Collected data entries:
▼

//! Ticket sale endpoint.
//!
//! - POST /sell - hold one ticket for the caller
//!
//! # Request
//!
//! ```json
//! { "event_id": 1, "user_id": "alice", "hold_minutes": 15 }
//! ```
//!
//! Every field is optional: a missing or zero `event_id`, a missing or blank
//! `user_id` and a missing or non-positive `hold_minutes` fall back to the
//! configured [`AllocationDefaults`](ticket_core::AllocationDefaults). A
//! `hold_minutes` above [`MAX_HOLD_MINUTES`] is rejected.
//!
//! # Responses
//!
//! | Status | Body | Meaning |
//! |---|---|---|
//! | 200 | `{"ticket_id": 42}` | ticket held |
//! | 409 | `{"error": "sold_out"}` | no ticket left for the event |
//! | 400 | `{"code": "BAD_REQUEST", ...}` | body is not a valid request, or hold too long |
//! | 500 | `{"code": "INTERNAL_SERVER_ERROR", ...}` | store failure |

use crate::error::AppError;
use crate::state::AppState;
use axum::{
    Json,
    body::Bytes,
    extract::State,
    http::StatusCode,
    response::{IntoResponse, Response},
};
use serde::{Deserialize, Serialize};
use ticket_core::types::{
    Allocation, AllocationRequest, MAX_HOLD_MINUTES, TicketId, hold_from_minutes,
};

/// Body of `POST /sell`.
#[derive(Debug, Default, Deserialize, Serialize)]
pub struct SellRequest {
    /// Event to buy from
    #[serde(default)]
    pub event_id: Option<i64>,
    /// Buyer identity recorded on the ticket
    #[serde(default)]
    pub user_id: Option<String>,
    /// Requested hold length in minutes
    #[serde(default)]
    pub hold_minutes: Option<i64>,
}

/// Successful sale.
#[derive(Debug, Serialize, Deserialize)]
pub struct SellResponse {
    /// The held ticket
    pub ticket_id: TicketId,
}

/// Body returned with `409 Conflict`.
#[derive(Debug, Serialize, Deserialize)]
pub struct SoldOutResponse {
    /// Always `"sold_out"`
    pub error: String,
}

impl SellRequest {
    /// Validate and fill defaults.
    ///
    /// # Errors
    ///
    /// Returns a bad request error for a negative `event_id` or a
    /// `hold_minutes` above [`MAX_HOLD_MINUTES`].
    pub fn into_allocation(
        self,
        defaults: &ticket_core::AllocationDefaults,
    ) -> Result<AllocationRequest, AppError> {
        if let Some(event_id) = self.event_id.filter(|id| *id < 0) {
            return Err(AppError::bad_request(format!(
                "event_id must not be negative, got {event_id}"
            )));
        }
        if let Some(minutes) = self.hold_minutes.filter(|m| *m > 0) {
            if hold_from_minutes(minutes).is_none() {
                return Err(AppError::bad_request(format!(
                    "hold_minutes must be at most {MAX_HOLD_MINUTES}, got {minutes}"
                )));
            }
        }
        Ok(defaults.apply(self.event_id, self.user_id, self.hold_minutes))
    }
}

/// Hold one ticket.
///
/// The body is decoded by hand rather than with the `Json` extractor so any
/// undecodable body, with or without a JSON content type, is a plain 400.
///
/// # Errors
///
/// - 400 if the body is not a valid [`SellRequest`] or the hold is too long
/// - 500 if the store fails
pub async fn sell(State(state): State<AppState>, body: Bytes) -> Result<Response, AppError> {
    let request: SellRequest = serde_json::from_slice(&body)
        .map_err(|e| AppError::bad_request(format!("Invalid request body: {e}")))?;
    let request = request.into_allocation(&state.defaults)?;

    match state.allocator.allocate(&request).await? {
        Allocation::Held { ticket_id, .. } => {
            Ok((StatusCode::OK, Json(SellResponse { ticket_id })).into_response())
        }
        Allocation::SoldOut => Ok((
            StatusCode::CONFLICT,
            Json(SoldOutResponse {
                error: "sold_out".to_string(),
            }),
        )
            .into_response()),
    }
}
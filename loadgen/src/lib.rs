//! # Ticket Load Generator
//!
//! Fires a fixed number of `POST /sell` requests at a target URL while never
//! having more than `concurrency` of them outstanding, then reports how many
//! succeeded and how fast.
//!
//! ## Concurrency
//!
//! A permit is taken from a [`Semaphore`] *before* each request task is
//! spawned and travels with the task, so the spawn loop itself stalls once
//! `concurrency` requests are in flight. Outcome counters are plain atomics.
//!
//! ## Example
//!
//! ```ignore
//! use ticket_loadgen::{LoadConfig, LoadGenerator};
//!
//! let config = LoadConfig {
//!     target: "http://localhost:8080/sell".to_string(),
//!     concurrency: 64,
//!     total: 10_000,
//!     ..LoadConfig::default()
//! };
//! let report = LoadGenerator::new(config)?.run().await;
//! println!("{report}");
//! ```

use reqwest::{Client, Url};
use serde::Serialize;
use std::fmt;
use std::sync::Arc;
use std::sync::atomic::{AtomicU64, Ordering};
use std::time::{Duration, Instant};
use thiserror::Error;
use tokio::sync::Semaphore;
use tokio::task::JoinSet;

/// Target used when none is configured.
pub const DEFAULT_TARGET: &str = "http://localhost:8080/sell";

/// Requests fired when none is configured.
pub const DEFAULT_TOTAL: u64 = 1000;

/// Per-request client timeout.
pub const DEFAULT_REQUEST_TIMEOUT: Duration = Duration::from_secs(10);

/// Errors building a [`LoadGenerator`].
///
/// A run itself never fails: every request outcome is counted instead.
#[derive(Error, Debug)]
pub enum LoadError {
    /// The target is not an absolute URL.
    #[error("Invalid target URL {target}: {reason}")]
    InvalidTarget {
        /// The rejected target
        target: String,
        /// Why it was rejected
        reason: String,
    },

    /// The HTTP client could not be constructed.
    #[error("Failed to build HTTP client: {0}")]
    Client(#[from] reqwest::Error),
}

/// Load test parameters.
#[derive(Debug, Clone)]
pub struct LoadConfig {
    /// Sell endpoint URL
    pub target: String,
    /// Maximum outstanding requests (0 is treated as 1)
    pub concurrency: usize,
    /// Requests to fire
    pub total: u64,
    /// `event_id` sent with every request
    pub event_id: i64,
    /// `hold_minutes` sent with every request
    pub hold_minutes: i64,
    /// Client timeout applied to each request
    pub request_timeout: Duration,
}

impl Default for LoadConfig {
    fn default() -> Self {
        Self {
            target: DEFAULT_TARGET.to_string(),
            concurrency: default_concurrency(),
            total: DEFAULT_TOTAL,
            event_id: 1,
            hold_minutes: 15,
            request_timeout: DEFAULT_REQUEST_TIMEOUT,
        }
    }
}

/// Number of CPUs available to this process, or 1 if unknown.
#[must_use]
pub fn default_concurrency() -> usize {
    std::thread::available_parallelism().map_or(1, std::num::NonZeroUsize::get)
}

/// Outcome of a load test run.
#[derive(Debug, Clone, Copy, PartialEq)]
pub struct LoadReport {
    /// Requests answered with a 2xx status
    pub success: u64,
    /// Everything else: non-2xx, transport errors, timeouts, panicked tasks
    pub failure: u64,
    /// Wall time from the first spawn to the last completion
    pub elapsed: Duration,
    /// Highest number of simultaneously outstanding requests observed
    pub peak_in_flight: u64,
}

impl LoadReport {
    /// Requests accounted for.
    #[must_use]
    pub const fn total(&self) -> u64 {
        self.success + self.failure
    }

    /// Successful requests per second of wall time.
    #[must_use]
    #[allow(clippy::cast_precision_loss)] // Counts far below 2^52
    pub fn throughput(&self) -> f64 {
        let secs = self.elapsed.as_secs_f64();
        if secs > 0.0 {
            self.success as f64 / secs
        } else {
            0.0
        }
    }
}

impl fmt::Display for LoadReport {
    fn fmt(&self, f: &mut fmt::Formatter<'_>) -> fmt::Result {
        write!(
            f,
            "Load test completed. Success={}, Failed={}, elapsed={:?}, throughput={:.2} req/s",
            self.success,
            self.failure,
            self.elapsed,
            self.throughput()
        )
    }
}

/// Body of each generated request.
#[derive(Debug, Serialize)]
struct SellBody {
    event_id: i64,
    user_id: String,
    hold_minutes: i64,
}

#[derive(Debug, Default)]
struct Counters {
    success: AtomicU64,
    failure: AtomicU64,
    in_flight: AtomicU64,
    peak_in_flight: AtomicU64,
}

impl Counters {
    fn enter(&self) {
        let now = self.in_flight.fetch_add(1, Ordering::AcqRel) + 1;
        self.peak_in_flight.fetch_max(now, Ordering::AcqRel);
    }

    fn leave(&self, ok: bool) {
        self.in_flight.fetch_sub(1, Ordering::AcqRel);
        if ok {
            self.success.fetch_add(1, Ordering::Relaxed);
        } else {
            self.failure.fetch_add(1, Ordering::Relaxed);
        }
    }
}

/// Bounded-concurrency request driver.
#[derive(Debug, Clone)]
pub struct LoadGenerator {
    client: Client,
    target: Url,
    concurrency: usize,
    total: u64,
    event_id: i64,
    hold_minutes: i64,
}

impl LoadGenerator {
    /// Validate the target and build the HTTP client.
    ///
    /// # Errors
    ///
    /// - [`LoadError::InvalidTarget`] if `config.target` does not parse
    /// - [`LoadError::Client`] if the TLS backend cannot be initialised
    pub fn new(config: LoadConfig) -> Result<Self, LoadError> {
        let target = Url::parse(&config.target).map_err(|e| LoadError::InvalidTarget {
            target: config.target.clone(),
            reason: e.to_string(),
        })?;
        let client = Client::builder().timeout(config.request_timeout).build()?;

        Ok(Self {
            client,
            target,
            concurrency: config.concurrency.max(1),
            total: config.total,
            event_id: config.event_id,
            hold_minutes: config.hold_minutes,
        })
    }

    /// Effective concurrency bound.
    #[must_use]
    pub const fn concurrency(&self) -> usize {
        self.concurrency
    }

    /// Fire `total` requests and wait for all of them.
    ///
    /// Always returns with `success + failure == total`.
    pub async fn run(&self) -> LoadReport {
        let semaphore = Arc::new(Semaphore::new(self.concurrency));
        let counters = Arc::new(Counters::default());
        let mut tasks = JoinSet::new();

        tracing::info!(
            target_url = %self.target,
            concurrency = self.concurrency,
            total = self.total,
            "Starting load test"
        );
        let started = Instant::now();

        for i in 0..self.total {
            // The semaphore is never closed, so acquisition only fails if
            // that invariant is broken; count it rather than abort the run.
            let Ok(permit) = Arc::clone(&semaphore).acquire_owned().await else {
                counters.failure.fetch_add(1, Ordering::Relaxed);
                continue;
            };

            let client = self.client.clone();
            let target = self.target.clone();
            let counters = Arc::clone(&counters);
            let body = SellBody {
                event_id: self.event_id,
                user_id: format!("loadtest-{i}"),
                hold_minutes: self.hold_minutes,
            };

            tasks.spawn(async move {
                counters.enter();
                let ok = send(&client, target, &body).await;
                counters.leave(ok);
                drop(permit);
            });
        }

        while let Some(joined) = tasks.join_next().await {
            if let Err(e) = joined {
                tracing::warn!(error = %e, "Load test request task failed");
                counters.failure.fetch_add(1, Ordering::Relaxed);
            }
        }

        let report = LoadReport {
            success: counters.success.load(Ordering::Acquire),
            failure: counters.failure.load(Ordering::Acquire),
            elapsed: started.elapsed(),
            peak_in_flight: counters.peak_in_flight.load(Ordering::Acquire),
        };

        tracing::info!(
            success = report.success,
            failure = report.failure,
            elapsed_ms = u64::try_from(report.elapsed.as_millis()).unwrap_or(u64::MAX),
            peak_in_flight = report.peak_in_flight,
            "Load test finished"
        );
        report
    }
}

/// Send one request. `true` only for a 2xx whose body was fully read.
async fn send(client: &Client, target: Url, body: &SellBody) -> bool {
    match client.post(target).json(body).send().await {
        Ok(response) => {
            let status = response.status();
            let drained = response.bytes().await.is_ok();
            if !status.is_success() {
                tracing::debug!(status = %status, user_id = %body.user_id, "Request rejected");
            }
            status.is_success() && drained
        }
        Err(e) => {
            tracing::debug!(error = %e, user_id = %body.user_id, "Request failed");
            false
        }
    }
}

▲

INSTRUCTIONS TO FOLLOW: Among the records, find the lines that contain "match" and copy each of them.

RESPONSE AREA:
    match state.allocator.allocate(&request).await? {
    match client.post(target).json(body).send().await {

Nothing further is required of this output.